In Escherichia coli, the actin homolog FtsA localizes the cell division machinery, beginning with the Z-ring, to the cytoplasmic membrane through direct interaction with FtsZ. FtsZ polymers are first to assemble at the Z-ring at midcell, where they direct constriction and septation. While FtsZ polymerization is critical for establishing a functional Z-ring that leads to constriction, the assembly state of FtsA and the role of FtsA ATP utilization during division in E. coli remain unclear. Here, we show that ATP hydrolysis, FtsZ interaction, and phospholipid vesicle remodeling by FtsA are impaired by a substitution mutation at the predicted active site for hydrolysis. This mutation, Glu 14 to Arg, also impairs Z-ring assembly and division in vivo.
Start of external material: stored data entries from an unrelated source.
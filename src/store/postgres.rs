//! PostgreSQL document store
//!
//! Each collection is a table of JSONB documents:
//!
//! ```sql
//! CREATE TABLE "<collection>" (
//!     seq        BIGSERIAL PRIMARY KEY,      -- insertion order
//!     _id        TEXT NOT NULL UNIQUE,       -- store-generated identifier
//!     doc        JSONB NOT NULL,
//!     created_at TIMESTAMPTZ NOT NULL
//! )
//! ```
//!
//! Tables are created on first insert. Reading a collection that has no
//! table yet yields no documents.

use super::{Document, DocumentStore, RAW_ID_FIELD};
use crate::error::{describe_pg_error, ApiError, Result};
use async_trait::async_trait;
use dashmap::DashSet;
use deadpool_postgres::{Config as PoolConfig, Object, Pool, Runtime};
use serde_json::Value;
use std::time::Duration;
use tokio_postgres::error::SqlState;
use tokio_postgres::NoTls;
use tracing::{debug, info, warn};

pub struct PgDocumentStore {
    pool: Pool,
    database: String,
    /// Collections whose table is known to exist
    ensured: DashSet<String>,
}

impl PgDocumentStore {
    /// Build the store without touching the network. Connections are opened
    /// by the pool on demand, so a database that comes up later is picked up.
    pub fn new(database_url: &str, max_connections: u32) -> Result<Self> {
        let pool = create_pool(database_url, max_connections)?;

        Ok(Self {
            pool,
            database: database_name(database_url),
            ensured: DashSet::new(),
        })
    }

    /// Build the store and ping it once. An unreachable database is logged,
    /// not returned: every later call retries through the pool.
    pub async fn connect(database_url: &str, max_connections: u32) -> Result<Self> {
        let store = Self::new(database_url, max_connections)?;

        match store.ping().await {
            Ok(()) => info!("Connected to PostgreSQL database: {}", store.database),
            Err(e) => warn!(
                "PostgreSQL database '{}' not reachable yet, retrying per request: {}",
                store.database, e
            ),
        }

        Ok(store)
    }

    async fn client(&self) -> Result<Object> {
        self.pool.get().await.map_err(ApiError::from)
    }

    async fn ensure_collection(&self, client: &Object, collection: &str) -> Result<()> {
        if self.ensured.contains(collection) {
            return Ok(());
        }

        match client.batch_execute(&create_collection_sql(collection)).await {
            Ok(()) => {}
            // Another request created the table between our check and our DDL
            Err(e) if lost_create_race(e.code()) => {
                debug!("Collection {} created concurrently", collection);
            }
            Err(e) => {
                return Err(ApiError::Persistence {
                    collection: collection.to_string(),
                    cause: format!("Failed to create collection: {}", describe_pg_error(&e)),
                })
            }
        }

        self.ensured.insert(collection.to_string());
        debug!("Ensured collection table: {}", collection);
        Ok(())
    }
}

#[async_trait]
impl DocumentStore for PgDocumentStore {
    fn name(&self) -> &str {
        &self.database
    }

    async fn create_document(&self, collection: &str, mut document: Document) -> Result<Document> {
        check_collection_name(collection)?;

        let client = self.client().await?;
        self.ensure_collection(&client, collection).await?;

        let body = Value::Object(document.clone());
        let row = client
            .query_one(&insert_sql(collection), &[&body])
            .await
            .map_err(|e| ApiError::Persistence {
                collection: collection.to_string(),
                cause: describe_pg_error(&e),
            })?;

        let id: String = row.get(0);
        document.insert(RAW_ID_FIELD.to_string(), Value::String(id));

        Ok(document)
    }

    async fn get_documents(
        &self,
        collection: &str,
        filter: &Document,
        limit: u32,
    ) -> Result<Vec<Document>> {
        check_collection_name(collection)?;

        let client = self.client().await?;

        let filter = Value::Object(filter.clone());
        let limit = i64::from(limit);
        let rows = match client.query(&select_sql(collection), &[&filter, &limit]).await {
            Ok(rows) => rows,
            Err(e) if e.code() == Some(&SqlState::UNDEFINED_TABLE) => return Ok(Vec::new()),
            Err(e) => {
                return Err(ApiError::QueryFailed {
                    collection: collection.to_string(),
                    cause: describe_pg_error(&e),
                })
            }
        };

        Ok(rows
            .iter()
            .map(|row| {
                let id: String = row.get(0);
                let body: Value = row.get(1);
                let mut document = match body {
                    Value::Object(map) => map,
                    other => {
                        let mut map = Document::new();
                        map.insert("value".to_string(), other);
                        map
                    }
                };
                document.insert(RAW_ID_FIELD.to_string(), Value::String(id));
                document
            })
            .collect())
    }

    async fn list_collections(&self) -> Result<Vec<String>> {
        let client = self.client().await?;

        let rows = client
            .query(LIST_COLLECTIONS_SQL, &[])
            .await
            .map_err(|e| ApiError::QueryFailed {
                collection: "information_schema.columns".to_string(),
                cause: describe_pg_error(&e),
            })?;

        Ok(rows.iter().map(|row| row.get(0)).collect())
    }

    async fn ping(&self) -> Result<()> {
        let client = self.client().await?;
        client
            .execute("SELECT 1", &[])
            .await
            .map_err(|e| ApiError::StoreUnavailable {
                cause: format!("Ping failed: {}", describe_pg_error(&e)),
            })?;
        Ok(())
    }
}

const LIST_COLLECTIONS_SQL: &str = "SELECT table_name::text FROM information_schema.columns \
     WHERE table_schema = current_schema() AND column_name = 'doc' AND data_type = 'jsonb' \
     ORDER BY table_name";

fn create_collection_sql(collection: &str) -> String {
    format!(
        "CREATE TABLE IF NOT EXISTS \"{}\" (\
         seq BIGSERIAL PRIMARY KEY, \
         _id TEXT NOT NULL UNIQUE DEFAULT gen_random_uuid()::text, \
         doc JSONB NOT NULL, \
         created_at TIMESTAMPTZ NOT NULL DEFAULT now())",
        collection
    )
}

fn insert_sql(collection: &str) -> String {
    format!("INSERT INTO \"{}\" (doc) VALUES ($1) RETURNING _id", collection)
}

// Containment: for scalar filter values this is top-level equality
fn select_sql(collection: &str) -> String {
    format!(
        "SELECT _id, doc FROM \"{}\" WHERE doc @> $1 ORDER BY seq LIMIT $2",
        collection
    )
}

/// `CREATE TABLE IF NOT EXISTS` is not atomic: concurrent creators of the
/// same table fail on the catalog instead of skipping.
fn lost_create_race(code: Option<&SqlState>) -> bool {
    code == Some(&SqlState::DUPLICATE_TABLE) || code == Some(&SqlState::UNIQUE_VIOLATION)
}

fn database_name(database_url: &str) -> String {
    database_url
        .parse::<tokio_postgres::Config>()
        .ok()
        .and_then(|cfg| {
            cfg.get_dbname()
                .or_else(|| cfg.get_user())
                .map(str::to_string)
        })
        .unwrap_or_else(|| "postgres".to_string())
}

fn check_collection_name(collection: &str) -> Result<()> {
    if is_valid_identifier(collection) {
        Ok(())
    } else {
        Err(ApiError::InvalidRequest {
            message: format!("Invalid collection name: {}", collection),
        })
    }
}

fn create_pool(database_url: &str, max_size: u32) -> Result<Pool> {
    let mut cfg = PoolConfig::new();
    cfg.url = Some(database_url.to_string());

    cfg.pool = Some(deadpool_postgres::PoolConfig {
        max_size: max_size as usize,
        timeouts: deadpool_postgres::Timeouts {
            wait: Some(Duration::from_secs(5)),
            create: Some(Duration::from_secs(5)),
            recycle: Some(Duration::from_secs(5)),
        },
        ..Default::default()
    });

    cfg.create_pool(Some(Runtime::Tokio1), NoTls)
        .map_err(|e| ApiError::StoreUnavailable {
            cause: format!("Failed to create pool: {}", e),
        })
}

fn is_valid_identifier(name: &str) -> bool {
    if name.is_empty() || name.len() > 63 {
        return false;
    }

    match name.chars().next() {
        Some(first) if first.is_ascii_lowercase() || first == '_' => {}
        _ => return false,
    }

    name.chars()
        .all(|c| c.is_ascii_lowercase() || c.is_ascii_digit() || c == '_')
}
To further investigate the role of phospholipid engagement and ATP utilization in regulating FtsA function, we characterized a truncated E. coli FtsA variant, FtsA(ΔMTS), which lacks the region at the C-terminus important for engaging the membrane and is defective for ATP hydrolysis. We show that E. coli FtsA(ΔMTS) forms ATP-dependent actin-like filaments and assembly is antagonized by FtsZ. Polymerization of FtsZ with GTP, or a non-hydrolyzable analog, blocks inhibition of ATP-dependent FtsA assembly, and instead favors coassembly of stable FtsA/FtsZ polymers. In the cell, FtsA/FtsZ coassembly is favored at midcell, where FtsZ polymerizes, and inhibited at regions where FtsZ polymers are destabilized by regulators, such as MinC at the poles or SlmA at the nucleoid. We show that MinC prevents recruitment of FtsZ, via FtsA, to phospholipids, suggesting that local interactions of MinC with FtsZ block membrane tethering and uncouple the Z-ring from its major membrane contact. During Z-ring formation, the coassembly of FtsZ polymers with FtsA is coordinated and is a critical early step in division. This step also serves as a checkpoint by responding to the suite of FtsZ assembly regulators in the cell that modulate Z-ring position and dynamics prior to initiating cell wall synthesis.